Let’s look at a single row, and the last two characters in it - say c_1 and c_2 (with c_1 being in column (i-2) and c_2 in (i-1)).
There are 9 possibilities for them in total, of course. However,
- If c_2 = \text{R}, c_1 can be anything and horizontal issues cannot pop up by placing another character.
So, we can compress all ofRR, GR, BR
into a single state since they’ll have the same transitions anyway. - If c_2 = \text{B}, similarly c_1 can be anything - compress everything into a single state again.

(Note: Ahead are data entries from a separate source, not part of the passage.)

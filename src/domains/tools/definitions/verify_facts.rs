//! Fact verification tool definition.
//!
//! Takes two competing factual statements, loads the reference dataset,
//! and reports which statement the dataset supports. The response text is
//! exactly `"fact1"`, `"fact2"`, or `"No match found"`; dataset-load
//! failures come back as tool-level errors.

use futures::FutureExt;
use rmcp::{
    ErrorData as McpError,
    handler::server::tool::{ToolCallContext, ToolRoute, cached_schema_for_type},
    model::{CallToolResult, Content, Tool},
};
use schemars::JsonSchema;
use serde::Deserialize;
use std::sync::Arc;
use tracing::{info, instrument, warn};

use crate::core::config::Config;
use crate::domains::facts::{FactStore, FileFactStore, MatchResult, Query, verify};

// ============================================================================
// Tool Parameters
// ============================================================================

/// Parameters for the fact verification tool.
#[derive(Debug, Clone, Deserialize, JsonSchema)]
pub struct VerifyFactsParams {
    /// The first factual statement.
    #[schemars(description = "First factual statement to check")]
    pub fact1: String,

    /// The second, competing factual statement.
    #[schemars(description = "Second factual statement to check")]
    pub fact2: String,
}

// ============================================================================
// Tool Definition
// ============================================================================

/// Fact verification tool - decides which of two claims the dataset supports.
pub struct VerifyFactsTool;

impl VerifyFactsTool {
    /// Tool name as registered in MCP.
    pub const NAME: &'static str = "verify_facts";

    /// Tool description shown to clients.
    pub const DESCRIPTION: &'static str = "Verify two competing factual statements against the reference dataset. Returns 'fact1' or 'fact2' naming the correct statement, or 'No match found' when the dataset has no sufficiently similar entry.";

    /// Execute the tool logic.
    ///
    /// The dataset is read fresh on every call; each invocation is
    /// independent and stateless.
    #[instrument(skip_all)]
    pub async fn execute(params: &VerifyFactsParams, config: &Config) -> CallToolResult {
        info!("Verifying facts: {:?} vs {:?}", params.fact1, params.fact2);

        let store = FileFactStore::new(&config.facts.dataset_path);
        let dataset = match store.load().await {
            Ok(dataset) => dataset,
            Err(e) => {
                warn!("Dataset load failed: {}", e);
                return CallToolResult::error(vec![Content::text(format!(
                    "Error loading facts dataset: {}",
                    e
                ))]);
            }
        };

        let query = Query::new(params.fact1.clone(), params.fact2.clone());
        let result = verify(&query, &dataset, config.facts.similarity_threshold);

        match &result {
            MatchResult::Exact(designation) => {
                info!("Exact match, correct statement is {}", designation)
            }
            MatchResult::Approximate { designation, score } => {
                info!(
                    "Approximate match (score {:.3}), correct statement is {}",
                    score, designation
                )
            }
            MatchResult::NoMatch => info!("No matching record in the dataset"),
        }

        CallToolResult::success(vec![Content::text(result.response_text().to_string())])
    }

    /// Create a Tool model for this tool (metadata).
    pub fn to_tool() -> Tool {
        Tool {
            name: Self::NAME.into(),
            description: Some(Self::DESCRIPTION.into()),
            input_schema: cached_schema_for_type::<VerifyFactsParams>(),
            annotations: None,
            output_schema: None,
            icons: None,
            meta: None,
            title: None,
        }
    }

    /// Create a ToolRoute for STDIO/TCP transport.
    pub fn create_route<S>(config: Arc<Config>) -> ToolRoute<S>
    where
        S: Send + Sync + 'static,
    {
        ToolRoute::new_dyn(Self::to_tool(), move |ctx: ToolCallContext<'_, S>| {
            let args = ctx.arguments.clone().unwrap_or_default();
            let config = config.clone();
            async move {
                let params: VerifyFactsParams =
                    serde_json::from_value(serde_json::Value::Object(args))
                        .map_err(|e| McpError::invalid_params(e.to_string(), None))?;
                Ok(Self::execute(&params, &config).await)
            }
            .boxed()
        })
    }
}

// ============================================================================
// Tests
// ============================================================================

- If c_2 = \text{G}, then c_1 does matter, giving us three different states.
So, rather than 9 possible states, we really have only 5 for each row.

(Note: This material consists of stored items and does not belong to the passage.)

//! MCP Server implementation and lifecycle management.
//!
//! This module contains the main server handler that implements the MCP
//! protocol by delegating tool calls to the tools domain.
//!
//! ## Tool Architecture
//!
//! Tools are defined in `domains/tools/definitions/` with one file per tool.
//! The ToolRouter is built dynamically in `domains/tools/router.rs`, so
//! adding a new tool does not require modifying this file.

use rmcp::{
    ErrorData as McpError, RoleServer, ServerHandler, handler::server::tool::ToolRouter, model::*,
    service::RequestContext, tool_handler,
};
use std::sync::Arc;

use super::config::Config;
use crate::domains::tools::build_tool_router;

/// The main MCP server handler.
///
/// This struct implements the `ServerHandler` trait from rmcp and routes
/// incoming tool calls to the registered tool definitions.
#[derive(Clone)]
pub struct McpServer {
    /// Server configuration.
    config: Arc<Config>,

    /// Tool router for handling tool calls.
    tool_router: ToolRouter<Self>,
}

impl McpServer {
    /// Create a new MCP server with the given configuration.
    pub fn new(config: Config) -> Self {
        let config = Arc::new(config);

        Self {
            tool_router: build_tool_router::<Self>(config.clone()),
            config,
        }
    }

    /// Get the server name.
    pub fn name(&self) -> &str {
        &self.config.server.name
    }

    /// Get the server version.
    pub fn version(&self) -> &str {
        &self.config.server.version
    }

    /// Get the server configuration (for tool access).
    pub fn config(&self) -> &Arc<Config> {
        &self.config
    }
}

/// ServerHandler implementation with tool_handler macro for automatic tool routing.
#[tool_handler]
impl ServerHandler for McpServer {
    fn get_info(&self) -> ServerInfo {
        ServerInfo {
            instructions: Some(
                "Fact verification server. Call verify_facts with two competing factual \
                 statements to learn which one matches the reference dataset."
                    .to_string(),
            ),
            capabilities: ServerCapabilities::builder().enable_tools().build(),
            ..Default::default()
        }
    }
}

#[cfg(test)]
mod tests {
    use super::*;

    #[test]
    fn test_server_reports_config_identity() {
        let mut config = Config::default();
        config.server.name = "test-server".to_string();
        let server = McpServer::new(config);
        assert_eq!(server.name(), "test-server");
        assert_eq!(server.version(), env!("CARGO_PKG_VERSION"));
    }

    #[test]
    fn test_server_routes_verify_facts() {
        let server = McpServer::new(Config::default());
        let tools = server.tool_router.list_all();
        let names: Vec<_> = tools.iter().map(|t| t.name.as_ref()).collect();
        assert!(names.contains(&"verify_facts"));
    }
}
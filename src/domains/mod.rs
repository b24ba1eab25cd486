//! Domains module containing business logic organized by bounded contexts.
//!
//! Each subdomain represents a specific area of functionality within the MCP
//! server, following Domain-Driven Design principles for better organization
//! and scalability.

pub mod facts;
pub mod tools;
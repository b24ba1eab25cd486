//! Tools domain module.
//!
//! This module handles all tool-related functionality for the MCP server.
//! Tools are executable functions that can be called by MCP clients to perform
//! specific actions or computations.
//!
//! ## Architecture
//!
//! - `definitions/` - Individual tool implementations (one file per tool)
//! - `router.rs` - Dynamic ToolRouter builder for STDIO/TCP transport
//! - `error.rs` - Tool-specific error types
//!
//! ## Adding a New Tool
//!
//! 1. Create a new file in `definitions/` (e.g., `my_tool.rs`)
//! 2. Define params, execute(), to_tool(), and create_route()
//! 3. Export in `definitions/mod.rs`
//! 4. Add route in `router.rs` using `with_route()`
//!
//! The router is built dynamically; `server.rs` needs no changes.

pub mod definitions;
mod error;
pub mod router;

pub use error::ToolError;
pub use router::build_tool_router;
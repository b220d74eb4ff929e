//! Blogroll scraper
//!
//! Fetches a page and writes its outbound links as `<host> blogroll.ompl`.

use anyhow::Context;
use blogroll_opml::{run, write_blogroll, FetchConfig};
use clap::Parser;
use std::path::PathBuf;
use std::time::Duration;
use tracing_subscriber::EnvFilter;

/// Scrape blogroll links and generate an OPML file.
#[derive(Parser, Debug)]
#[command(name = "blogroll")]
#[command(version)]
#[command(about = "Scrape blogroll links and generate an OPML file")]
struct Args {
    /// The URL to scrape for blog links
    #[arg(value_name = "URL")]
    url: String,

    /// Request timeout in seconds (default: wait indefinitely)
    #[arg(long, value_name = "SECONDS", value_parser = clap::value_parser!(u64).range(1..))]
    timeout: Option<u64>,

    /// Directory to write the OPML file into
    #[arg(short, long, default_value = ".")]
    output_dir: PathBuf,

    /// Enable verbose logging
    #[arg(short, long)]
    verbose: bool,
}

#[tokio::main(flavor = "current_thread")]
async fn main() -> anyhow::Result<()> {
    let args = Args::parse();

    let default_level = if args.verbose { "debug" } else { "info" };
    let filter =
        EnvFilter::try_from_default_env().unwrap_or_else(|_| EnvFilter::new(default_level));

    tracing_subscriber::fmt()
        .with_env_filter(filter)
        .with_writer(std::io::stderr)
        .init();

    let mut config = FetchConfig::default();
    if let Some(secs) = args.timeout {
        config = config.with_timeout(Duration::from_secs(secs));
    }

    let blogroll = run(&args.url, &config)
        .await
        .with_context(|| format!("failed to build blogroll for {}", args.url))?;

    write_blogroll(&blogroll, &args.output_dir)
        .await
        .with_context(|| format!("failed to write {}", blogroll.file_name()))?;

    Ok(())
}

#[cfg(test)]
mod tests {
    use super::*;

    #[test]
    fn test_url_is_required() {
        assert!(Args::try_parse_from(["blogroll"]).is_err());
    }

    #[test]
    fn test_zero_timeout_is_rejected() {
        let result = Args::try_parse_from(["blogroll", "--timeout", "0", "http://x.com"]);
        assert!(result.is_err());
    }

    #[test]
    fn test_defaults() {
        let args = Args::try_parse_from(["blogroll", "http://x.com"]).unwrap();
        assert_eq!(args.url, "http://x.com");
        assert_eq!(args.timeout, None);
        assert_eq!(args.output_dir, PathBuf::from("."));
        assert!(!args.verbose);
    }

    #[test]
    fn test_timeout_flag() {
        let args = Args::try_parse_from(["blogroll", "--timeout", "30", "http://x.com"]).unwrap();
        assert_eq!(args.timeout, Some(30));
    }
}
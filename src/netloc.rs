//! Network-location splitting
//!
//! `url::Url` normalises hosts and drops default ports, which would merge or
//! split domains differently from what the page author wrote. The netloc here
//! is the raw `//userinfo@host:port` component, taken verbatim.

/// Return the network location of `url`, or an empty string when it has none.
///
/// ```
/// use blogroll_opml::netloc::netloc;
///
/// assert_eq!(netloc("https://user@Blog.Example.com:8443/feed?x=1"), "user@Blog.Example.com:8443");
/// assert_eq!(netloc("mailto:someone@example.com"), "");
/// ```
pub fn netloc(url: &str) -> String {
    let cleaned: String = url
        .trim_start_matches(|c: char| c <= ' ')
        .chars()
        .filter(|c| !matches!(c, '\t' | '\r' | '\n'))
        .collect();

    let rest = match cleaned.find(':') {
        Some(idx) if is_scheme(&cleaned[..idx]) => &cleaned[idx + 1..],
        _ => cleaned.as_str(),
    };

    match rest.strip_prefix("//") {
        Some(after) => {
            let end = after.find(['/', '?', '#']).unwrap_or(after.len());
            after[..end].to_string()
        }
        None => String::new(),
    }
}

fn is_scheme(candidate: &str) -> bool {
    let mut chars = candidate.chars();
    match chars.next() {
        Some(first) if first.is_ascii_alphabetic() => {
            chars.all(|c| c.is_ascii_alphanumeric() || matches!(c, '+' | '-' | '.'))
        }
        _ => false,
    }
}

#[cfg(test)]
mod tests {
    use super::*;

    #[test]
    fn test_plain_host() {
        assert_eq!(netloc("http://a.com/1"), "a.com");
        assert_eq!(netloc("https://b.com"), "b.com");
    }

    #[test]
    fn test_userinfo_and_port_are_kept() {
        assert_eq!(netloc("http://me:pw@a.com:8080/x"), "me:pw@a.com:8080");
    }

    #[test]
    fn test_case_is_preserved() {
        assert_eq!(netloc("http://A.com"), "A.com");
        assert_ne!(netloc("http://A.com"), netloc("http://a.com"));
    }

    #[test]
    fn test_query_and_fragment_end_netloc() {
        assert_eq!(netloc("http://a.com?q=1"), "a.com");
        assert_eq!(netloc("http://a.com#top"), "a.com");
    }

    #[test]
    fn test_missing_netloc() {
        assert_eq!(netloc("http:/a.com"), "");
        assert_eq!(netloc("http:"), "");
        assert_eq!(netloc("httpish"), "");
        assert_eq!(netloc(""), "");
    }

    #[test]
    fn test_non_http_scheme() {
        assert_eq!(netloc("httpfoo://weird/path"), "weird");
    }

    #[test]
    fn test_control_characters_are_stripped() {
        assert_eq!(netloc("  http://a.\tcom/x"), "a.com");
    }

    #[test]
    fn test_invalid_scheme_chars() {
        // "http_x" is not a valid scheme, so nothing is stripped and the
        // remainder does not start with "//".
        assert_eq!(netloc("http_x://a.com"), "");
    }
}
//! blogroll-opml - turn a blogroll page into an OPML subscription list
//!
//! The crate fetches one page, keeps its absolute links, collapses them to one
//! link per host and renders the survivors as OPML.
//!
//! # Architecture
//!
//! ```text
//! URL ──▶ PageFetcher ──▶ LinkExtractor ──▶ deduplicate ──▶ OpmlDocument
//!             │                                                  │
//!             ▼                                                  ▼
//!         HTML body                                     "<host> blogroll.ompl"
//! ```
//!
//! # Quick Start
//!
//! ```rust,no_run
//! use blogroll_opml::{run, write_blogroll, FetchConfig};
//! use std::path::Path;
//!
//! #[tokio::main(flavor = "current_thread")]
//! async fn main() -> Result<(), Box<dyn std::error::Error>> {
//!     let blogroll = run("https://blog.example.com/links", &FetchConfig::default()).await?;
//!     let path = write_blogroll(&blogroll, Path::new(".")).await?;
//!
//!     println!("Wrote {} feeds to {}", blogroll.links.len(), path.display());
//!     Ok(())
//! }
//! ```

#![warn(missing_docs)]
#![warn(rustdoc::missing_crate_level_docs)]

pub mod dedup;
pub mod error;
pub mod extraction;
pub mod netloc;
pub mod opml;
pub mod pipeline;

// Re-exports for convenience
pub use dedup::deduplicate;
pub use error::{Error, FetchError, FileWriteError, ParseError, Result};
pub use extraction::{FetchConfig, Link, LinkExtractor, PageFetcher};
pub use opml::{generate_opml, OpmlDocument};
pub use pipeline::{derive_title, run, write_blogroll, Blogroll};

This gives us a total of 5^N states to care about once the column is fixed.
Once again, there are 3^N possible transitions from each state, each of which can be processed in \mathcal{O}(N) time - the details of the transitions are basically exactly the same as the easy version.

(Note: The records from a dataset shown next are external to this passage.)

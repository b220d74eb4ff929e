//! Extraction module tests
//!
//! These verify link extraction on realistic page markup and the OPML output
//! built from it.

use blogroll_opml::extraction::HREF_PREFIX;
use blogroll_opml::{deduplicate, generate_opml, Link, LinkExtractor, OpmlDocument};
use pretty_assertions::assert_eq;

const SIDEBAR: &str = r#"
<aside id="blogroll">
  <h2>Friends</h2>
  <a href="https://jvns.ca/">Julia Evans</a>
  <a href="https://jvns.ca/atom.xml">Julia's feed</a>
  <a href="http://www.example.org/blog/">Example
     Blog</a>
  <a href="//cdn.example.net/theme.css">protocol-relative</a>
  <a href="javascript:void(0)">Toggle</a>
  <a href="https://fasterthanli.me"><img src="avatar.png" alt="Amos"></a>
</aside>
"#;

#[test]
fn test_href_prefix_constant() {
    assert_eq!(HREF_PREFIX, "http");
}

#[test]
fn test_sidebar_extraction() {
    let links = LinkExtractor::extract(SIDEBAR).unwrap();

    assert_eq!(
        links,
        vec![
            Link::new("Julia Evans", "https://jvns.ca/"),
            Link::new("Julia's feed", "https://jvns.ca/atom.xml"),
            Link::new("Example\n     Blog", "http://www.example.org/blog/"),
            Link::new("", "https://fasterthanli.me"),
        ]
    );
}

#[test]
fn test_sidebar_to_opml() {
    let links = deduplicate(LinkExtractor::extract(SIDEBAR).unwrap());
    let xml = generate_opml(&links, "jvns blogroll");

    assert_eq!(xml.matches("<outline ").count(), 3);
    assert!(xml.contains("text=\"Julia Evans\" xmlUrl=\"https://jvns.ca/\""));
    assert!(xml.contains("text=\"Example&#10;     Blog\""));
    assert!(!xml.contains("atom.xml"));
}

#[test]
fn test_document_from_links() {
    let doc = OpmlDocument::new("x blogroll", &[Link::new("Blog <X>", "http://x.com")]);

    assert_eq!(doc.title, "x blogroll");
    assert_eq!(doc.outlines.len(), 1);
    assert_eq!(doc.outlines[0].text, "Blog <X>");
    assert!(doc
        .to_xml()
        .contains("<outline type=\"rss\" text=\"Blog &lt;X&gt;\" xmlUrl=\"http://x.com\" />"));
}
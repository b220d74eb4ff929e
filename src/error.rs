//! Error types for blogroll-opml
//!
//! Each pipeline stage has its own `thiserror` enum. None of them are retried
//! or recovered from inside the library; they bubble up to the caller, which
//! decides how to present them.

use std::path::PathBuf;
use thiserror::Error;

/// The main error type for blogroll operations
#[derive(Error, Debug)]
pub enum Error {
    /// Fetching the source page failed
    #[error("Fetch error: {0}")]
    Fetch(#[from] FetchError),

    /// The fetched page could not be scanned for links
    #[error("Parse error: {0}")]
    Parse(#[from] ParseError),

    /// Writing the OPML file failed
    #[error("File write error: {0}")]
    FileWrite(#[from] FileWriteError),
}

/// Network-side errors raised while fetching the page
#[derive(Error, Debug)]
pub enum FetchError {
    /// The input is not an absolute URL
    #[error("Invalid URL: {0}")]
    InvalidUrl(String),

    /// The HTTP client could not be built
    #[error("Failed to build HTTP client: {0}")]
    ClientBuild(String),

    /// Connection, DNS, TLS or protocol failure
    #[error("Request to {url} failed: {message}")]
    RequestFailed {
        /// Requested URL
        url: String,
        /// Underlying error message
        message: String,
    },

    /// The configured timeout elapsed
    #[error("Request to {url} timed out after {timeout_ms}ms")]
    Timeout {
        /// Requested URL
        url: String,
        /// Configured timeout in milliseconds
        timeout_ms: u64,
    },

    /// The response body could not be read or decoded
    #[error("Failed to read body from {url}: {message}")]
    BodyReadFailed {
        /// Requested URL
        url: String,
        /// Underlying error message
        message: String,
    },
}

/// Errors raised while scanning the document for anchors
#[derive(Error, Debug)]
pub enum ParseError {
    /// The anchor selector did not compile
    #[error("Invalid selector: {0}")]
    InvalidSelector(String),
}

/// Errors raised while persisting the OPML document
#[derive(Error, Debug)]
pub enum FileWriteError {
    /// Writing the temporary file failed
    #[error("Failed to write {}: {source}", .path.display())]
    WriteFailed {
        /// Path being written
        path: PathBuf,
        /// Underlying I/O error
        #[source]
        source: std::io::Error,
    },

    /// Moving the temporary file into place failed
    #[error("Failed to move output into {}: {source}", .path.display())]
    PersistFailed {
        /// Final destination
        path: PathBuf,
        /// Underlying I/O error
        #[source]
        source: std::io::Error,
    },
}

/// Result type alias for blogroll operations
pub type Result<T> = std::result::Result<T, Error>;
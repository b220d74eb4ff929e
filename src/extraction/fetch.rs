//! Page fetching
//!
//! One GET per run. No retries, no custom headers, and no timeout unless the
//! caller asks for one.

use crate::error::{FetchError, Result};
use std::time::Duration;
use tracing::{debug, info, instrument, warn};
use url::Url;

/// Configuration for the page request
#[derive(Debug, Clone, Default)]
pub struct FetchConfig {
    /// Whole-request timeout (default: none, wait indefinitely)
    pub timeout: Option<Duration>,
}

impl FetchConfig {
    /// Set the request timeout
    pub fn with_timeout(mut self, timeout: Duration) -> Self {
        self.timeout = Some(timeout);
        self
    }
}

/// Downloads a page and hands back its body as text
pub struct PageFetcher {
    client: reqwest::Client,
    config: FetchConfig,
}

impl PageFetcher {
    /// Build a fetcher from the given configuration
    pub fn new(config: FetchConfig) -> Result<Self> {
        let mut builder = reqwest::Client::builder();
        if let Some(timeout) = config.timeout {
            builder = builder.timeout(timeout);
        }
        let client = builder
            .build()
            .map_err(|e| FetchError::ClientBuild(e.to_string()))?;

        Ok(Self { client, config })
    }

    /// Fetch `url` and return the decoded response body.
    ///
    /// Non-success status codes are logged but the body is still returned.
    #[instrument(skip(self))]
    pub async fn fetch(&self, url: &str) -> Result<String> {
        let parsed = Url::parse(url).map_err(|e| FetchError::InvalidUrl(format!("{url}: {e}")))?;

        info!("Fetching page");
        let response = self
            .client
            .get(parsed)
            .send()
            .await
            .map_err(|e| self.request_error(url, e))?;

        let status = response.status();
        if !status.is_success() {
            warn!("Server answered {}, using the body anyway", status);
        }

        let body = response
            .text()
            .await
            .map_err(|e| match self.request_error(url, e) {
                FetchError::RequestFailed { url, message } => {
                    FetchError::BodyReadFailed { url, message }
                }
                other => other,
            })?;

        debug!("Read {} bytes (status {})", body.len(), status);
        Ok(body)
    }

    fn request_error(&self, url: &str, err: reqwest::Error) -> FetchError {
        match self.config.timeout {
            Some(timeout) if err.is_timeout() => FetchError::Timeout {
                url: url.to_string(),
                timeout_ms: timeout_millis(timeout),
            },
            _ => FetchError::RequestFailed {
                url: url.to_string(),
                message: err.to_string(),
            },
        }
    }
}

fn timeout_millis(timeout: Duration) -> u64 {
    u64::try_from(timeout.as_millis()).unwrap_or(u64::MAX)
}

This brings our complexity to \mathcal{O}(NM\cdot 15^N), which for N \leq 5 and M \leq 50 is fast enough.
TIME COMPLEXITY:
\mathcal{O}(NM\cdot 15^N) per testcase.
CODE:
Author's code (C++)
/**
* author: BERNARD B.01
**/
#include <bits/stdc++.h>
using namespace std;
#ifdef B01
#include "deb.h"
#else
#define deb(...)
#endif
int md;
inline void add(int& a, int b) {
a += b;
if (a >= md) a -= md;
}
inline void sub(int& a, int b) {
a -= b;
if (a < 0) a += md;
}
inline int mul(int a, int b) {
return int(int64_t(a) * b % md);
}
int p3[7], p5[7];
inline int get_digit(int mask, int i) {
return (mask / p3[i]) % 3;
}
int n, m;
bool valid[729];
bool can[729][729];
int dp[50][15625];
vector<short> valid_masks;
inline int sol(int i, int mask1, int mask2, int mask12) {
if (i == m) {
return 1;
}
int& ret = dp[i][mask12];
if (ret != -1) {
return ret;
}
ret = 0;
for (int mask3 : valid_masks) {
bool fail = false;
for (int j = 0; j < n; j++) {
if (get_digit(mask1, j) == 0 && get_digit(mask2, j) == 1 && get_digit(mask3, j) == 2) {
fail = true;
break;
}
if (get_digit(mask1, j) == 2 && get_digit(mask2, j) == 1 && get_digit(mask3, j) == 0) {
fail = true;
break;
}
}
if (fail) {
continue;
}
int mask23 = 0;
for (int j = 0; j < n; j++) {
if (get_digit(mask3, j) == 1) {
if (get_digit(mask2, j) == 2) {
mask23 += p5[j];
} else if (get_digit(mask2, j) == 1) {
mask23 += 4 * p5[j];
}
} else {
if (get_digit(mask3, j) == 0) {
mask23 += 2 * p5[j];
} else {
mask23 += 3 * p5[j];
}
}
}
add(ret, sol(i + 1, mask2, mask3, mask23));
}
return ret;
}
int main() {
ios::sync_with_stdio(false);
cin.tie(nullptr);
p3[0] = p5[0] = 1;
for (int i = 1; i < 7; i++) {
p3[i] = p3[i - 1] * 3;
p5[i] = p5[i - 1] * 5;
}
cin >> n >> m >> md;
for (int mask = 0; mask < p3[n]; mask++) {
valid[mask] = 1;
for (int j = 0; j < n - 2; j++) {
if (get_digit(mask, j) == 0 && get_digit(mask, j + 1) == 1 && get_digit(mask, j + 2) == 2) {
valid[mask] = 0;
break;
}
if (get_digit(mask, j) == 2 && get_digit(mask, j + 1) == 1 && get_digit(mask, j + 2) == 0) {
valid[mask] = 0;
break;
}
}
if (valid[mask]) {
valid_masks.push_back(mask);
}
}
memset(dp, -1, sizeof dp);
if (m == 1) {
cout << p3[n] - valid_masks.size() << '\n';
return 0;
}
int ans = 1;
for (int i = 0; i < m; i++) {
ans = mul(ans, p3[n]);
}
for (int mask1 : valid_masks) {
for (int mask2 : valid_masks) {
int mask12 = 0;
for (int j = 0; j < n; j++) {
if (get_digit(mask2, j) == 1) {
if (get_digit(mask1, j) == 2) {
mask12 += p5[j];
} else if (get_digit(mask1, j) == 1) {
mask12 += 4 * p5[j];
}
} else {
if (get_digit(mask2, j) == 0) {
mask12 += 2 * p5[j];
} else {
mask12 += 3 * p5[j];
}
}
}
sub(ans, sol(2, mask1, mask2, mask12));
}
}
cout << ans << '\n';
return 0;
}